*REQUIRED ACTION*: The full set of records must be printed exactly as given.

*DATASET CONTENT*:
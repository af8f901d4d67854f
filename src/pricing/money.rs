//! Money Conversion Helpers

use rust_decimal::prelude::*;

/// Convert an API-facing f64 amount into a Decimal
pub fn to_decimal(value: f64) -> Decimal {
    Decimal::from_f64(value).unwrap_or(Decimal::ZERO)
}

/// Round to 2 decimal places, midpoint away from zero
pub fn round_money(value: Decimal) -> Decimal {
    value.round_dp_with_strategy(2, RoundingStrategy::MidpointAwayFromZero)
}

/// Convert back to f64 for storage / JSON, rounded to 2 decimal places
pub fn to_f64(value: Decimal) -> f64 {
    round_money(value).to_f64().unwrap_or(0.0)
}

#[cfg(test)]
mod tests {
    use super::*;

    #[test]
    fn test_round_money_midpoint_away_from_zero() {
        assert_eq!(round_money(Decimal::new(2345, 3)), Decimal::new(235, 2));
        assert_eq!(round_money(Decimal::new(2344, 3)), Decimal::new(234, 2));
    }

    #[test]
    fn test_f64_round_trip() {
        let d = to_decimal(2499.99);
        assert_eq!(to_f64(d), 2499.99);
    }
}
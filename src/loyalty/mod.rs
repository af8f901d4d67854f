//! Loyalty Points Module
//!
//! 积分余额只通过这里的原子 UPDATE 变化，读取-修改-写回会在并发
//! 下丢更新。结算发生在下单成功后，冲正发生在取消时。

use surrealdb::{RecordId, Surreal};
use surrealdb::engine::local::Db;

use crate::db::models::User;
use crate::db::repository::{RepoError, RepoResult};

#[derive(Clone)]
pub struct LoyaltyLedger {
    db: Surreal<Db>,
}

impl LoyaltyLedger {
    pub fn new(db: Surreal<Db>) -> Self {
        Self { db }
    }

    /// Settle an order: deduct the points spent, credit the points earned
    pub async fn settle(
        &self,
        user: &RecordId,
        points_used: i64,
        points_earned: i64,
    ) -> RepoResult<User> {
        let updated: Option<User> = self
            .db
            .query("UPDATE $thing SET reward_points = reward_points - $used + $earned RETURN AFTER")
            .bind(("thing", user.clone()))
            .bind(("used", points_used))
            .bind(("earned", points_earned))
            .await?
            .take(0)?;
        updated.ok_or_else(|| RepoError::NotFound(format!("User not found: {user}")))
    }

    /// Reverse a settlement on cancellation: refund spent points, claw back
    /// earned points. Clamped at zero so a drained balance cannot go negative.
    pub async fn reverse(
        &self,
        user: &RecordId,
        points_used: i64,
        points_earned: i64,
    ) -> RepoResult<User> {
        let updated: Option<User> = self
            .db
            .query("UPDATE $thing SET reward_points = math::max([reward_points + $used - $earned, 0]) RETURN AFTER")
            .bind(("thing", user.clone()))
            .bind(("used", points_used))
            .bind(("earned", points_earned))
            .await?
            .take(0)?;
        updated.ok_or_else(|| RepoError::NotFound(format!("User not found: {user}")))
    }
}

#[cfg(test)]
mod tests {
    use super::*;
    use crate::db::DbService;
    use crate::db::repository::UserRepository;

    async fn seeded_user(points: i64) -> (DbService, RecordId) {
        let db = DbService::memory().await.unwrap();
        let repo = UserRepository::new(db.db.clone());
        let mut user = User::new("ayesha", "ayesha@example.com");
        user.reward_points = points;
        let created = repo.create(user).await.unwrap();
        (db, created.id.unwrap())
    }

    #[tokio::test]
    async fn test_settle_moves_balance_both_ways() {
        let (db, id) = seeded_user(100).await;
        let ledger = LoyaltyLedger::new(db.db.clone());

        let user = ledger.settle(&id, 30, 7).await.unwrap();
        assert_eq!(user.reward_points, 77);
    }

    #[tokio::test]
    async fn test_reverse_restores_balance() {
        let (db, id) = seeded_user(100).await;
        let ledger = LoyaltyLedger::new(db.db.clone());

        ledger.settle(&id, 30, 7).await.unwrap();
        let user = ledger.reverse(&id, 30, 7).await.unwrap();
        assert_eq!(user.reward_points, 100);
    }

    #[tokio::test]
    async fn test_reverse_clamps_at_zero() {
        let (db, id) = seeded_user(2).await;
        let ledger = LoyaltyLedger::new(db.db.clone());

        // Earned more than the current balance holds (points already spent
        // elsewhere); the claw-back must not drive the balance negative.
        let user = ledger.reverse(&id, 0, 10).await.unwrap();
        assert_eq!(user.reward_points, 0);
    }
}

*ANSWER FOR THE TASK*:
repository af8f901d4d67854f
filename src/pricing/money.rs
//! Money Conversion Helpers

use rust_decimal::prelude::*;

/// Convert an API-facing f64 amount into a Decimal
pub fn to_decimal(value: f64) -> Decimal {
    Decimal::from_f64(value).unwrap_or(Decimal::ZERO)
}

/// Round to 2 decimal places, midpoint away from zero
pub fn round_money(value: Decimal) -> Decimal {
    value.round_dp_with_strategy(2, RoundingStrategy::MidpointAwayFromZero)
}

/// Convert back to f64 for storage / JSON, rounded to 2 decimal places
pub fn to_f64(value: Decimal) -> f64 {
    round_money(value).to_f64().unwrap_or(0.0)
}

#[cfg(test)]
mod tests {
    use super::*;

    #[test]
    fn test_round_money_midpoint_away_from_zero() {
        assert_eq!(round_money(Decimal::new(2345, 3)), Decimal::new(235, 2));
        assert_eq!(round_money(Decimal::new(2344, 3)), Decimal::new(234, 2));
    }

    #[test]
    fn test_f64_round_trip() {
        let d = to_decimal(2499.99);
        assert_eq!(to_f64(d), 2499.99);
    }
}
filename src/loyalty/mod.rs
repository af8f901d4d67854f
//! Loyalty Points Module
//!
//! 积分余额只通过这里的原子 UPDATE 变化，读取-修改-写回会在并发
//! 下丢更新。结算发生在下单成功后，冲正发生在取消时。

use surrealdb::{RecordId, Surreal};
use surrealdb::engine::local::Db;

use crate::db::models::User;
use crate::db::repository::{RepoError, RepoResult};

#[derive(Clone)]
pub struct LoyaltyLedger {
    db: Surreal<Db>,
}

impl LoyaltyLedger {
    pub fn new(db: Surreal<Db>) -> Self {
        Self { db }
    }

    /// Settle an order: deduct the points spent, credit the points earned
    pub async fn settle(
        &self,
        user: &RecordId,
        points_used: i64,
        points_earned: i64,
    ) -> RepoResult<User> {
        let updated: Option<User> = self
            .db
            .query("UPDATE $thing SET reward_points = reward_points - $used + $earned RETURN AFTER")
            .bind(("thing", user.clone()))
            .bind(("used", points_used))
            .bind(("earned", points_earned))
            .await?
            .take(0)?;
        updated.ok_or_else(|| RepoError::NotFound(format!("User not found: {user}")))
    }

    /// Reverse a settlement on cancellation: refund spent points, claw back
    /// earned points. Clamped at zero so a drained balance cannot go negative.
    pub async fn reverse(
        &self,
        user: &RecordId,
        points_used: i64,
        points_earned: i64,
    ) -> RepoResult<User> {
        let updated: Option<User> = self
            .db
            .query("UPDATE $thing SET reward_points = math::max([reward_points + $used - $earned, 0]) RETURN AFTER")
            .bind(("thing", user.clone()))
            .bind(("used", points_used))
            .bind(("earned", points_earned))
            .await?
            .take(0)?;
        updated.ok_or_else(|| RepoError::NotFound(format!("User not found: {user}")))
    }
}

#[cfg(test)]
mod tests {
    use super::*;
    use crate::db::DbService;
    use crate::db::repository::UserRepository;

    async fn seeded_user(points: i64) -> (DbService, RecordId) {
        let db = DbService::memory().await.unwrap();
        let repo = UserRepository::new(db.db.clone());
        let mut user = User::new("ayesha", "ayesha@example.com");
        user.reward_points = points;
        let created = repo.create(user).await.unwrap();
        (db, created.id.unwrap())
    }

    #[tokio::test]
    async fn test_settle_moves_balance_both_ways() {
        let (db, id) = seeded_user(100).await;
        let ledger = LoyaltyLedger::new(db.db.clone());

        let user = ledger.settle(&id, 30, 7).await.unwrap();
        assert_eq!(user.reward_points, 77);
    }

    #[tokio::test]
    async fn test_reverse_restores_balance() {
        let (db, id) = seeded_user(100).await;
        let ledger = LoyaltyLedger::new(db.db.clone());

        ledger.settle(&id, 30, 7).await.unwrap();
        let user = ledger.reverse(&id, 30, 7).await.unwrap();
        assert_eq!(user.reward_points, 100);
    }

    #[tokio::test]
    async fn test_reverse_clamps_at_zero() {
        let (db, id) = seeded_user(2).await;
        let ledger = LoyaltyLedger::new(db.db.clone());

        // Earned more than the current balance holds (points already spent
        // elsewhere); the claw-back must not drive the balance negative.
        let user = ledger.reverse(&id, 0, 10).await.unwrap();
        assert_eq!(user.reward_points, 0);
    }
}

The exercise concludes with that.